[[ Dataset open ]]

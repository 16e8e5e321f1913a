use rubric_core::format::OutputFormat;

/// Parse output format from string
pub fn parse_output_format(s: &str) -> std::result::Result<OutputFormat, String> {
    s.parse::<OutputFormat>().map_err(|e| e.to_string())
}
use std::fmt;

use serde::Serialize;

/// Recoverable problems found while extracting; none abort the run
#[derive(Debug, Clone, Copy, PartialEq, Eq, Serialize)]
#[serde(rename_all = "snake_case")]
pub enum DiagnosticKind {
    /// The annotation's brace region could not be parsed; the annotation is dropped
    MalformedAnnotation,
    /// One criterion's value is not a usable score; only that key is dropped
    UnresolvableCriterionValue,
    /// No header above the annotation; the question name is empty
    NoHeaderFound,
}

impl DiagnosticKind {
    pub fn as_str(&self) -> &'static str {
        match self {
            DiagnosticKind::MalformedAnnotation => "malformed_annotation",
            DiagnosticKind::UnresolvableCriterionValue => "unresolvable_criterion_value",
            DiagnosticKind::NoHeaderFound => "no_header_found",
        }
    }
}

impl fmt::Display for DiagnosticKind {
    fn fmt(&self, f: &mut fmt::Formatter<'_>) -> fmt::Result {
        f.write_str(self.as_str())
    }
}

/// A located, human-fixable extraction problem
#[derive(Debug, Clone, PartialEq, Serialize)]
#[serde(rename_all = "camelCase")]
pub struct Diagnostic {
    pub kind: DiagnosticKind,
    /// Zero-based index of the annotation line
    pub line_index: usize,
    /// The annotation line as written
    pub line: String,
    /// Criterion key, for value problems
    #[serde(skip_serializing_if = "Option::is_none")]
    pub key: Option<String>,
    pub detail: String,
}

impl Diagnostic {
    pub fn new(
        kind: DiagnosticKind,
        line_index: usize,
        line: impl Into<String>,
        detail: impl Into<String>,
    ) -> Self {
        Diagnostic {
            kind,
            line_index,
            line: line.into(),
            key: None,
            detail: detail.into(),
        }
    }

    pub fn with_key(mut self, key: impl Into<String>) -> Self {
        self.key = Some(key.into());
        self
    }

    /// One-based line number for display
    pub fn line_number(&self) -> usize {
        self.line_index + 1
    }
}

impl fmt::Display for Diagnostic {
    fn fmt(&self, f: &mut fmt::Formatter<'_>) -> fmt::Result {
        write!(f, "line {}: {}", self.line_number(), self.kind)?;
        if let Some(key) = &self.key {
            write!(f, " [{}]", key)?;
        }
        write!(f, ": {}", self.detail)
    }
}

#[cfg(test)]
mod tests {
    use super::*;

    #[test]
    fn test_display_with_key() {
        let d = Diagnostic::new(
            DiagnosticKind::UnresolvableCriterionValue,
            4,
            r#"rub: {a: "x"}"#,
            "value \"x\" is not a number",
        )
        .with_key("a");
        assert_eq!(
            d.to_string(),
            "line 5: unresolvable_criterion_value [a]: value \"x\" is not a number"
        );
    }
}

[[ Dataset closed ]]

Copy each line above that has the word "MalformedAnnotation".

    MalformedAnnotation,
            DiagnosticKind::MalformedAnnotation => "malformed_annotation",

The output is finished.